]> git.ipfire.org Git - thirdparty/openldap.git/commitdiff
ITS#8486 Switch sessionlog to use TAVL
authorOndřej Kuzník <ondra@openldap.org>
Thu, 26 Oct 2017 11:00:20 +0000 (12:00 +0100)
committerQuanah Gibson-Mount <quanah@openldap.org>
Thu, 1 Oct 2020 15:01:41 +0000 (15:01 +0000)
servers/slapd/overlays/syncprov.c

index c228c5da600da0aa7e5ccab95b7d500435cdebc7..b00cd73e8aa4b237079e7cd0b9df71eb4c7495b4 100644 (file)
@@ -117,7 +117,6 @@ typedef struct syncmatches {
 
 /* Session log data */
 typedef struct slog_entry {
-       struct slog_entry *se_next;
        struct berval se_uuid;
        struct berval se_csn;
        int     se_sid;
@@ -131,9 +130,8 @@ typedef struct sessionlog {
        int             sl_num;
        int             sl_size;
        int             sl_playing;
-       slog_entry *sl_head;
-       slog_entry *sl_tail;
-       ldap_pvt_thread_mutex_t sl_mutex;
+       Avlnode *sl_entries;
+       ldap_pvt_thread_rdwr_t sl_mutex;
 } sessionlog;
 
 /* The main state for this overlay */
@@ -402,6 +400,25 @@ sp_avl_cmp( const void *c1, const void *c2 )
        return ber_bvcmp( &m1->mt_dn, &m2->mt_dn );
 }
 
+static int
+syncprov_sessionlog_cmp( const void *l, const void *r )
+{
+       const slog_entry *left = l, *right = r;
+       int ret = ber_bvcmp( &left->se_csn, &right->se_csn );
+       if ( !ret )
+               ret = ber_bvcmp( &left->se_uuid, &right->se_uuid );
+       /* Only time we have two modifications with same CSN is when we detect a
+        * rename during replication.
+        * We invert the test here because LDAP_REQ_MODDN is
+        * numerically greater than LDAP_REQ_MODIFY but we
+        * want it to occur first.
+        */
+       if ( !ret )
+               ret = right->se_tag - left->se_tag;
+
+       return ret;
+}
+
 /* syncprov_findbase:
  *   finds the true DN of the base of a search (with alias dereferencing) and
  * checks to make sure the base entry doesn't get replaced with a different
@@ -1577,6 +1594,7 @@ syncprov_add_slog( Operation *op )
        syncprov_info_t         *si = on->on_bi.bi_private;
        sessionlog *sl;
        slog_entry *se;
+       int rc;
 
        sl = si->si_logs;
        {
@@ -1586,24 +1604,20 @@ syncprov_add_slog( Operation *op )
                         * state with respect to such operations, so we ignore them and
                         * wipe out anything in the log if we see them.

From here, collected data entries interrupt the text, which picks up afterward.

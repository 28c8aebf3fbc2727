//! Bounded breadth-first route search.
//!
//! Candidates at each expansion are visited in the canonical direction order,
//! stably re-sorted by `d(candidate, end) + d(candidate, current)`. That local
//! reorder decides which of several equal-length paths wins and is visible to
//! players, so it is kept as-is rather than swapped for a real heuristic.

use std::collections::VecDeque;

use itertools::Itertools;
use rustc_hash::{FxHashMap, FxHashSet};
use tracing::{trace, warn};

use super::{footprint_can_step, PathRequest, Route};
use crate::collision::CollisionMap;
use crate::geometry::{Direction, Tile};
use crate::options::SearchOptions;

#[derive(Copy, Clone, Debug)]
struct Node {
    tile: Tile,
    parent: Option<usize>,
    cost: u32,
}

/// A route plus every tile the search discovered, in discovery order.
#[derive(Clone, Debug)]
pub struct SearchOutcome {
    pub route: Route,
    pub explored: Vec<Tile>,
}

pub struct BfsPathfinder<'a, C: CollisionMap + ?Sized> {
    collision: &'a C,
    options: &'a SearchOptions,
}

impl<'a, C: CollisionMap + ?Sized> BfsPathfinder<'a, C> {
    pub fn new(collision: &'a C, options: &'a SearchOptions) -> Self { Self { collision, options } }

    pub fn find_route<F>(&self, request: &PathRequest, accepts: F) -> Route
    where
        F: Fn(Tile) -> bool,
    {
        self.search(request, accepts).route
    }

    pub fn search<F>(&self, request: &PathRequest, accepts: F) -> SearchOutcome
    where
        F: Fn(Tile) -> bool,
    {
        let start = request.start;
        let end = request.end;
        let goals = acceptance_set(request, &accepts);

        let mut nodes: Vec<Node> = vec![Node { tile: start, parent: None, cost: 0 }];
        let mut closed: FxHashMap<(i32, i32), usize> = FxHashMap::default();
        closed.insert(start.planar(), 0);
        let mut frontier: VecDeque<usize> = VecDeque::from([0]);

        let mut expanded: u64 = 0;
        let mut tail: Option<usize> = None;

        while let Some(&head_idx) = frontier.front() {
            if expanded >= self.options.max_expansions {
                warn!(
                    start = %start, end = %end, distance = start.distance(end), expanded,
                    "search budget exhausted before reaching target"
                );
                break;
            }
            frontier.pop_front();
            expanded += 1;

            let head = nodes[head_idx];
            if goals.contains(&head.tile.planar()) {
                tail = Some(head_idx);
                break;
            }

            for direction in self.ordered_directions(head.tile, end) {
                let next = head.tile.step(direction);
                if closed.contains_key(&next.planar()) {
                    continue;
                }
                if let Some(radius) = self.options.max_radius {
                    if !start.within_radius(next, radius) {
                        continue;
                    }
                }
                if !footprint_can_step(
                    self.collision, head.tile, direction, request.source_width, request.source_length, request.traversal,
                ) {
                    continue;
                }
                let idx = nodes.len();
                nodes.push(Node { tile: next, parent: Some(head_idx), cost: head.cost + 1 });
                closed.insert(next.planar(), idx);
                frontier.push_back(idx);
            }
        }

        let success = tail.is_some();
        let tail = tail.or_else(|| closest_approach(&nodes, start, end));
        let path = unwind(&nodes, tail);
        trace!(success, expanded, steps = path.len(), explored = nodes.len(), "route search finished");

        SearchOutcome {
            route: Route { path, success, expanded },
            explored: nodes.iter().map(|n| n.tile).collect(),
        }
    }

    fn ordered_directions(&self, current: Tile, end: Tile) -> impl Iterator<Item = Direction> {
        let order = self.options.order;
        Direction::RS_ORDER.into_iter().sorted_by_key(move |&d| {
            let candidate = current.step(d);
            order.measure(candidate, end) + order.measure(candidate, current)
        })
    }
}

fn acceptance_set<F: Fn(Tile) -> bool>(request: &PathRequest, accepts: &F) -> FxHashSet<(i32, i32)> {
    let mut goals = FxHashSet::default();
    if request.has_target_footprint() {
        for x in -1..=request.target_width {
            for z in -1..=request.target_length {
                let tile = request.end.transform(x, z);
                if accepts(tile) {
                    goals.insert(tile.planar());
                }
            }
        }
    } else {
        goals.insert(request.end.planar());
    }
    goals
}

/// Closest discovered node to `end`; ties go to the one nearest `start`, then to
/// the earliest discovered.
fn closest_approach(nodes: &[Node], start: Tile, end: Tile) -> Option<usize> {
    nodes
        .iter()
        .enumerate()
        .min_by_key(|(_, n)| (n.tile.distance(end), n.tile.delta(start)))
        .map(|(i, _)| i)
}

fn unwind(nodes: &[Node], tail: Option<usize>) -> Vec<Tile> {
    let mut path = Vec::new();
    let mut cursor = tail;
    while let Some(idx) = cursor {
        let node = nodes[idx];
        if node.parent.is_none() {
            break;
        }
        path.push(node.tile);
        cursor = node.parent;
    }
    path.reverse();
    path
}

                         */
-                       ldap_pvt_thread_mutex_lock( &sl->sl_mutex );
+                       ldap_pvt_thread_rdwr_wlock( &sl->sl_mutex );
                        /* can only do this if no one else is reading the log at the moment */
-                       if (!sl->sl_playing) {
-                       while ( se = sl->sl_head ) {
-                               sl->sl_head = se->se_next;
-                               ch_free( se );
-                       }
-                       sl->sl_tail = NULL;
-                       sl->sl_num = 0;
+                       if ( !sl->sl_playing ) {
+                               tavl_free( sl->sl_entries, (AVL_FREE)ch_free );
+                               sl->sl_num = 0;
+                               sl->sl_entries = NULL;
                        }
-                       ldap_pvt_thread_mutex_unlock( &sl->sl_mutex );
+                       ldap_pvt_thread_rdwr_wunlock( &sl->sl_mutex );
                        return;
                }
 
                /* Allocate a record. UUIDs are not NUL-terminated. */
-               se = ch_malloc( sizeof( slog_entry ) + opc->suuid.bv_len + 
+               se = ch_malloc( sizeof( slog_entry ) + opc->suuid.bv_len +
                        op->o_csn.bv_len + 1 );
-               se->se_next = NULL;
                se->se_tag = op->o_tag;
 
                se->se_uuid.bv_val = (char *)(&se[1]);
@@ -1616,7 +1630,7 @@ syncprov_add_slog( Operation *op )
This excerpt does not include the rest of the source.